#### [What to do]
Somewhere below are a line with "pub struct ReviewVerdict" and a later line with "triggered rules, joined.". Output exactly those lines and all lines between them.

#### [Listed entries]
use {
    super::money::MoneyAmount,
    super::order::{FulfillmentStatus, NewOrderItem, VerificationStatus},
};

/// Thresholds for the manual-review rules. Policy, not code: callers pass
/// this in so the rules are adjustable and testable without touching logic.
#[derive(Debug, Clone)]
pub struct ReviewPolicy {
    /// Flag when the order total is strictly above this (minor units).
    pub large_order_cents: i64,
    /// Flag when points spent on the order are strictly above this.
    pub high_points_used: i64,
    /// Together with a small-pack item: flag when the total is strictly
    /// below this (minor units); the shipping tier has no tracking.
    pub low_value_cents: i64,
    /// Product id of the small-pack SKU that ships untracked.
    pub small_pack_product: String,
}

impl Default for ReviewPolicy {
    fn default() -> Self {
        Self {
            large_order_cents: 10_000,
            high_points_used: 100,
            low_value_cents: 599,
            small_pack_product: "pack-small".to_string(),
        }
    }
}

#[derive(Debug, Clone)]
pub struct ReviewVerdict {
    pub requires_manual_review: bool,
    pub reasons: Vec<String>,
    pub verification_status: VerificationStatus,
    pub fulfillment_status: FulfillmentStatus,
}

impl ReviewVerdict {
    /// The free-text `review_reason` column: all triggered rules, joined.
    pub fn reason_text(&self) -> Option<String> {
        if self.reasons.is_empty() {
            None
        } else {
            Some(self.reasons.join("; "))
        }
    }
}

/// Decide whether an order needs a human before fulfillment. Pure: every
/// rule is evaluated independently and each match appends its own reason.
pub fn classify(
    total: MoneyAmount,
    points_used: i64,
    items: &[NewOrderItem],
    policy: &ReviewPolicy,
) -> ReviewVerdict {
    let mut reasons = Vec::new();

    let has_small_pack = items
        .iter()
        .any(|item| item.product_id == policy.small_pack_product);
    if has_small_pack && total.cents() < policy.low_value_cents {
        reasons.push(
            "low-value order with non-trackable shipping tier, needs shipping verification"
                .to_string(),
        );
    }

    if total.cents() > policy.large_order_cents {
        reasons.push("large order value, verify customer intent".to_string());
    }

    if points_used > policy.high_points_used {
        reasons.push("high points usage, verify account legitimacy".to_string());
    }

    let requires_manual_review = !reasons.is_empty();
    ReviewVerdict {
        requires_manual_review,
        verification_status: if requires_manual_review {
            VerificationStatus::NeedsReview
        } else {
            VerificationStatus::Verified
        },
        fulfillment_status: if requires_manual_review {
            FulfillmentStatus::Pending
        } else {
            FulfillmentStatus::Processing
        },
        reasons,
    }
}
pub mod postgres;
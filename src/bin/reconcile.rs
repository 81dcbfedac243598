//! Operator tooling for the repair path.
//!
//! `reconcile scan [limit]`: diff recent gateway sessions against stored
//! orders and print the paid-but-missing ones as JSON.
//!
//! `reconcile recover <cs_...>`: backfill one missing session through the
//! same materializer the webhook uses. Safe to re-run: an already-recovered
//! session is a no-op.

use {
    order_sync::{
        adapters::stripe_client::StripeGateway,
        domain::id::SessionId,
        domain::order::MaterializeOutcome,
        services::materializer::EnginePolicies,
        services::reconciliation::{recover_session, scan_missing},
    },
    sqlx::postgres::PgPoolOptions,
    std::{env, process::ExitCode, time::Duration},
};

#[tokio::main]
async fn main() -> ExitCode {
    tracing_subscriber::fmt::init();
    dotenvy::dotenv().ok();

    let args: Vec<String> = env::args().skip(1).collect();
    let usage = "usage: reconcile scan [limit] | reconcile recover <cs_...>";

    let database_url = env::var("DATABASE_URL").expect("DATABASE_URL must be set");
    let stripe_secret_key = env::var("STRIPE_SECRET_KEY").expect("STRIPE_SECRET_KEY must be set");

    let pool = PgPoolOptions::new()
        .max_connections(5)
        .acquire_timeout(Duration::from_secs(3))
        .connect(&database_url)
        .await
        .expect("failed to connect to database");
    let gateway = StripeGateway::new(&stripe_secret_key);

    match args.first().map(String::as_str) {
        Some("scan") => {
            let limit = args
                .get(1)
                .and_then(|v| v.parse::<u64>().ok())
                .unwrap_or(50);
            match scan_missing(&pool, &gateway, limit).await {
                Ok(report) => {
                    println!("{}", serde_json::to_string_pretty(&report).unwrap());
                    ExitCode::SUCCESS
                }
                Err(e) => {
                    eprintln!("scan failed: {e}");
                    ExitCode::FAILURE
                }
            }
        }
        Some("recover") => {
            let Some(raw_id) = args.get(1) else {
                eprintln!("{usage}");
                return ExitCode::FAILURE;
            };
            let session_id = match SessionId::new(raw_id.clone()) {
                Ok(id) => id,
                Err(e) => {
                    eprintln!("{e}");
                    return ExitCode::FAILURE;
                }
            };

            match recover_session(&pool, &gateway, &session_id, &EnginePolicies::from_env()).await {
                Ok(MaterializeOutcome::Created {
                    order_id,
                    order_number,
                    items_inserted,
                    items_skipped,
                    verdict,
                    bonus_points,
                }) => {
                    println!(
                        "{}",
                        serde_json::to_string_pretty(&serde_json::json!({
                            "recovered": true,
                            "order_id": order_id,
                            "order_number": order_number,
                            "items_inserted": items_inserted,
                            "items_skipped": items_skipped,
                            "requires_manual_review": verdict.requires_manual_review,
                            "bonus_points": bonus_points,
                        }))
                        .unwrap()
                    );
                    ExitCode::SUCCESS
                }
                Ok(MaterializeOutcome::AlreadyProcessed) => {
                    println!("{}", serde_json::json!({"recovered": false, "reason": "order already exists"}));
                    ExitCode::SUCCESS
                }
                Ok(MaterializeOutcome::GuestSkipped) => {
                    // Recovery creates guest orders, so this cannot happen;
                    // surfaced anyway rather than silently swallowed.
                    eprintln!("unexpected guest skip on recovery path");
                    ExitCode::FAILURE
                }
                Err(e) => {
                    eprintln!("recovery failed: {e}");
                    ExitCode::FAILURE
                }
            }
        }
        _ => {
            eprintln!("{usage}");
            ExitCode::FAILURE
        }
    }
}
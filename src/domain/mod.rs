pub mod audit;
pub mod error;
pub mod event;
pub mod gateway;
pub mod id;
pub mod money;
pub mod order;
pub mod points;
pub mod review;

#### [Result of the exercise]
pub struct ReviewVerdict {
    pub requires_manual_review: bool,
    pub reasons: Vec<String>,
    pub verification_status: VerificationStatus,
    pub fulfillment_status: FulfillmentStatus,
}

impl ReviewVerdict {
    /// The free-text `review_reason` column: all triggered rules, joined.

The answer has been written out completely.